Then suddenly we were bumping against a wharf, and the sailors were squawking as if the landing were the first one they had ever made, and ragged small boys with piercing brown eyes and dusky cheeks and black hair were crying, “Lady, postcard! Buy the postcard!” and beggars held out their hands and whined. And it seemed a pity to me that so gentle a climate and pretty a country had to welcome people that way.
However, before I was on land two or three minutes I had forgotten all about it and was completely absorbed by what Roberta would have termed “The country’s entire charm.”
There were occasional palm trees that rose
in piercing spikes between the roofs of dull red tile, and a blue sky so clear
that it seemed thousands of miles from the earth and as if the blue overlaid
silver; and little streets so narrow one felt sure the sun could never creep into
them. But I can’t do justice to these things, I can only tell, and roughly, of
what sank into my mind and stayed there. And the things that dented my memory
enough to stick in it, made their dents by sharp, new edges.
For instance: in Pennsylvania I never saw a little curly-haired, brown-skinned baby who looked as if she ought to have wings, sitting on a curb - without as much as a safety pin on her - and laughing at the bright pomegranate which she tossed in the air or rolled in the dirt-filled gutter.

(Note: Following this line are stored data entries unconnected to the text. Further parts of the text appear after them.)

use crate::error::{Error, Result};
use serde::Deserialize;
use std::path::Path;
use std::time::Duration;

pub const DEFAULT_THEME: &str = "bootstrap";
pub const DEFAULT_REFRESH_DELAY_MS: u64 = 1000;

/// Recognized select options. Missing keys fall back to the defaults, so a
/// config file only needs the options it changes.
#[derive(Debug, Clone, PartialEq, Eq, Deserialize)]
#[serde(default, rename_all = "camelCase", deny_unknown_fields)]
pub struct Config {
    /// Template set used by the front end; no effect on controller logic.
    pub theme: String,
    pub search_enabled: bool,
    pub placeholder: String,
    /// Debounce window for refresh requests, in milliseconds.
    pub refresh_delay: u64,
    pub multiple: bool,
    pub reset_search_input: bool,
}

impl Default for Config {
    fn default() -> Self {
        Config {
            theme: DEFAULT_THEME.to_string(),
            search_enabled: true,
            placeholder: String::new(),
            refresh_delay: DEFAULT_REFRESH_DELAY_MS,
            multiple: false,
            reset_search_input: true,
        }
    }
}

impl Config {
    pub fn from_json_str(s: &str) -> Result<Config> {
        let cfg: Config = serde_json::from_str(s).map_err(|e| Error::Config(e.to_string()))?;
        if cfg.theme.trim().is_empty() {
            return Err(Error::Config("theme must not be empty".to_string()));
        }
        Ok(cfg)
    }

    pub fn load(path: &Path) -> Result<Config> {
        let s = std::fs::read_to_string(path).map_err(|e| Error::io(path, e))?;
        let cfg = Config::from_json_str(&s)?;
        tracing::debug!(path = %path.display(), ?cfg, "loaded config");
        Ok(cfg)
    }

    pub fn refresh_delay(&self) -> Duration {
        Duration::from_millis(self.refresh_delay)
    }

    pub fn with_multiple(mut self, multiple: bool) -> Self {
        self.multiple = multiple;
        self
    }

    pub fn with_refresh_delay(mut self, delay: Duration) -> Self {
        self.refresh_delay = u64::try_from(delay.as_millis()).unwrap_or(u64::MAX);
        self
    }

    pub fn with_reset_search_input(mut self, reset: bool) -> Self {
        self.reset_search_input = reset;
        self
    }
}

#[cfg(test)]
mod tests {
    use super::*;

    #[test]
    fn defaults_match_widget_defaults() {
        let c = Config::default();
        assert_eq!(c.theme, "bootstrap");
        assert!(c.search_enabled);
        assert_eq!(c.placeholder, "");
        assert_eq!(c.refresh_delay(), Duration::from_millis(1000));
        assert!(!c.multiple);
        assert!(c.reset_search_input);
    }

    #[test]
    fn partial_json_keeps_defaults() {
        let c = Config::from_json_str(r#"{"multiple": true, "refreshDelay": 250}"#).unwrap();
        assert!(c.multiple);
        assert_eq!(c.refresh_delay, 250);
        assert!(c.search_enabled);
        assert_eq!(c.theme, DEFAULT_THEME);
    }

    #[test]
    fn unknown_keys_and_empty_theme_are_rejected() {
        assert!(matches!(
            Config::from_json_str(r#"{"multi": true}"#),
            Err(Error::Config(_))
        ));
        assert!(matches!(
            Config::from_json_str(r#"{"theme": " "}"#),
            Err(Error::Config(_))
        ));
    }

    #[test]
    fn missing_file_is_io_error() {
        let err = Config::load(Path::new("/definitely/not/here.json")).unwrap_err();
        assert!(matches!(err, Error::Io { .. }));
    }
}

And I had never seen half-clothed little boys turn handsprings in the street, and then sing out their begging song, which was, “Uno soldo, Signor! Uno soldo!” nor had I seen a town that lives in the street, and eats, quarrels, talks and sometimes even sleeps there.
We had to hurry through Genoa to the station, because we hadn’t any too much time in which to catch the train for Florence, but we went on foot and followed our facchino (which is Italian for porter) who had our bags piled high in a wheelbarrow, and I was glad we walked and that we were in a hurry, for we took the short cuts through the tiny back streets, and I think back streets are just like people’s kitchens. You learn more of the people after you have looked at the dishcloth, and found out whether they use a nice, hemmed square, or use any old piece of worn material that happens to be around, than you can from studying their parlors where everything is all spick and span and stuck up.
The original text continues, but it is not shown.